Social and Ethnic Inequalities in the Cypriot Education System by Areti Stylianou David Scott

Social and Ethnic Inequalities in the Cypriot Education System by Areti Stylianou David Scott

Author:Areti Stylianou, David Scott [Areti Stylianou, David Scott]
Language: eng
Format: epub
Tags: Education, General, Social Science, Sociology
ISBN: 9781351397162
Google: CwadDwAAQBAJ
Publisher: Routledge
Published: 2019-06-11T04:56:13+00:00


Data analysis

Data collection in Kappa and Delta schools (i.e. the in-depth case studies) were conducted in eight full day visits in each school, spanning eight weeks between my first and my last visit. The exact plan of my field work was discussed and agreed with the head teacher. Site visits to Kappa and Delta schools were scheduled between mid-April 2011 and the end of June 2011 (15/4/2011–29/4/2011). Gathering my data between the Easter vacation and the end of the school year gave participants the opportunity to have already established both relationships with and opinions about others. I avoided collecting data at the beginning of the school year and just before celebratory events, e.g. Easter, Christmas. I considered that during these particular times of the year I was going to be an inconvenience in the school and I could not get an overall picture of how the school normally functions. With regards to the interviews of the two remaining case studies (i.e. Zeta and Omega schools) I opted to conduct them soon after the school closed, that is, between mid-June and the beginning of July. At this time teachers would have already started their summer vacations and they would have remembered their recent experiences. I arranged with each individual the time and place we were going to meet. The meeting sites were participants’ houses.

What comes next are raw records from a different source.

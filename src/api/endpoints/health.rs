//! Health check endpoint.

use axum::extract::State;
use axum::Json;
use serde::Serialize;

use crate::api::types::ApiContext;

#[derive(Serialize)]
pub struct HealthResponse {
    pub status: &'static str,
    pub version: &'static str,
    pub symptoms: usize,
    pub conditions: usize,
}

/// `GET /api/health` — liveness plus fitted-model dimensions.
pub async fn check(State(ctx): State<ApiContext>) -> Json<HealthResponse> {
    Json(HealthResponse {
        status: "ok",
        version: crate::config::APP_VERSION,
        symptoms: ctx.core.engine().vocabulary().len(),
        conditions: ctx.core.engine().labels().len(),
    })
}
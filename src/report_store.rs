//! Report store — the bridge between a prediction and its PDF export.
//!
//! Each session key holds at most one record: the most recent successful
//! submission for that key. There is no history; `record` overwrites.
//! Callers that do not send a session key all share the default slot,
//! where the last writer wins: two interleaved submissions and a later
//! export expose whichever submission landed second.

use std::collections::HashMap;
use std::sync::RwLock;

use serde::{Deserialize, Serialize};

use crate::inference::{Prediction, RankedCondition};

/// Slot used when the caller supplies no session key.
pub const DEFAULT_SESSION: &str = "default";

/// The most recent successful prediction for one session key.
#[derive(Debug, Clone, Serialize, Deserialize)]
pub struct ReportRecord {
    pub patient: String,
    pub symptoms: Vec<String>,
    pub conditions: Vec<RankedCondition>,
}

impl From<&Prediction> for ReportRecord {
    fn from(prediction: &Prediction) -> Self {
        Self {
            patient: prediction.patient.clone(),
            symptoms: prediction.symptoms.clone(),
            conditions: prediction.conditions.clone(),
        }
    }
}

#[derive(Debug, Clone, PartialEq, Eq, thiserror::Error)]
pub enum ReportStoreError {
    /// Export requested before any successful submission for this key.
    #[error("no report available yet")]
    NoReportAvailable,
    #[error("internal lock error")]
    LockPoisoned,
}

/// Session-keyed map of last-report records.
///
/// `RwLock` because reads (export, status) dominate and inference itself
/// never touches this state.
pub struct ReportStore {
    slots: RwLock<HashMap<String, ReportRecord>>,
}

impl ReportStore {
    pub fn new() -> Self {
        Self {
            slots: RwLock::new(HashMap::new()),
        }
    }

    fn key(session: Option<&str>) -> &str {
        match session {
            Some(key) if !key.trim().is_empty() => key,
            _ => DEFAULT_SESSION,
        }
    }

    /// Overwrite the record for a session key. The previous record for
    /// that key is discarded.
    pub fn record(
        &self,
        session: Option<&str>,
        record: ReportRecord,
    ) -> Result<(), ReportStoreError> {
        let mut slots = self
            .slots
            .write()
            .map_err(|_| ReportStoreError::LockPoisoned)?;
        slots.insert(Self::key(session).to_string(), record);
        Ok(())
    }

    /// Current record for a session key, or `NoReportAvailable`.
    pub fn fetch(&self, session: Option<&str>) -> Result<ReportRecord, ReportStoreError> {
        let slots = self
            .slots
            .read()
            .map_err(|_| ReportStoreError::LockPoisoned)?;
        slots
            .get(Self::key(session))
            .cloned()
            .ok_or(ReportStoreError::NoReportAvailable)
    }

    /// Whether a record exists for a session key.
    pub fn has_report(&self, session: Option<&str>) -> bool {
        self.slots
            .read()
            .map(|slots| slots.contains_key(Self::key(session)))
            .unwrap_or(false)
    }
}

impl Default for ReportStore {
    fn default() -> Self {
        Self::new()
    }
}

// ─── Tests ────────────────────────────────────────────────────────────────────

#[cfg(test)]
mod tests {
    use super::*;

    fn record_for(patient: &str) -> ReportRecord {
        ReportRecord {
            patient: patient.to_string(),
            symptoms: vec!["fever".into(), "cough".into()],
            conditions: vec![RankedCondition {
                condition: "Flu".into(),
                confidence: 61.52,
            }],
        }
    }

    #[test]
    fn fetch_before_any_record_is_no_report() {
        let store = ReportStore::new();
        assert_eq!(
            store.fetch(None).unwrap_err(),
            ReportStoreError::NoReportAvailable
        );
        assert!(!store.has_report(None));
    }

    #[test]
    fn record_then_fetch_round_trips() {
        let store = ReportStore::new();
        store.record(None, record_for("Alice")).unwrap();

        let fetched = store.fetch(None).unwrap();
        assert_eq!(fetched.patient, "Alice");
        assert_eq!(fetched.symptoms, vec!["fever", "cough"]);
        assert_eq!(fetched.conditions[0].condition, "Flu");
        assert!(store.has_report(None));
    }

    #[test]
    fn default_slot_last_writer_wins() {
        // The shared slot deliberately keeps the original single-slot
        // behavior: B's submission clobbers A's.
        let store = ReportStore::new();
        store.record(None, record_for("Alice")).unwrap();
        store.record(None, record_for("Bob")).unwrap();

        assert_eq!(store.fetch(None).unwrap().patient, "Bob");
    }

    #[test]
    fn session_keys_are_isolated() {
        let store = ReportStore::new();
        store.record(Some("s-alice"), record_for("Alice")).unwrap();
        store.record(Some("s-bob"), record_for("Bob")).unwrap();

        assert_eq!(store.fetch(Some("s-alice")).unwrap().patient, "Alice");
        assert_eq!(store.fetch(Some("s-bob")).unwrap().patient, "Bob");
        assert_eq!(
            store.fetch(None).unwrap_err(),
            ReportStoreError::NoReportAvailable
        );
    }

    #[test]
    fn blank_session_key_falls_back_to_default_slot() {
        let store = ReportStore::new();
        store.record(Some("  "), record_for("Alice")).unwrap();
        assert_eq!(store.fetch(None).unwrap().patient, "Alice");
        assert_eq!(store.fetch(Some("")).unwrap().patient, "Alice");
    }

    #[test]
    fn concurrent_writers_leave_one_winner() {
        use std::sync::Arc;
        use std::thread;

        let store = Arc::new(ReportStore::new());
        let mut handles = vec![];
        for i in 0..8 {
            let store = Arc::clone(&store);
            handles.push(thread::spawn(move || {
                store.record(None, record_for(&format!("P{i}"))).unwrap();
            }));
        }
        for handle in handles {
            handle.join().unwrap();
        }

        // Whichever writer landed last, the slot holds exactly one record.
        let winner = store.fetch(None).unwrap();
        assert!(winner.patient.starts_with('P'));
    }
}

In the process of my research analysis, NViVo has been a helpful tool since it allowed the organisation of the data according to each case study, while it gave me the opportunity to link my data with the literature. To organise the data in NViVo, I had to turn different forms of information (e.g. hand-written information) to the same format and then distinguish the data that belonged to each case study. I read through and familiarised myself with the data in order to find some recurring themes while I also grouped all the relevant data extracts under each theme. The extracts ranged from being a single word to being a small paragraph and they included among others, participants’ actions, opinions, implied meanings or events. Maxwell (2013) calls these categories ‘substantive’ since he suggests that it is an ‘emic’ categorisation pertaining to participants’ own words or beliefs. However, it is up to the researcher to decide in which category to place each extract. I tried to group extracts with a similar conceptual basis in terms of their similarity, resemblance or commonality, which Maxwell (ibid.) calls ‘virtual categories’. Furthermore, categories pertained to the context and the geo-history in which data occurred, e.g. the context of the school. This strategy helped me overcome the de-contexualisation problem into which researchers sometimes fall if they apply only the connecting strategy in their analysis.

Data collected for each case were analysed and presented independently concerning each individual case study before turning to a cross-case comparison. I attempted to see relationships between the codes and build some models, taking into account tools from critical realism, dialectical critical realism and the philosophy of meta-reality, so as to organise my data in a more consistent way.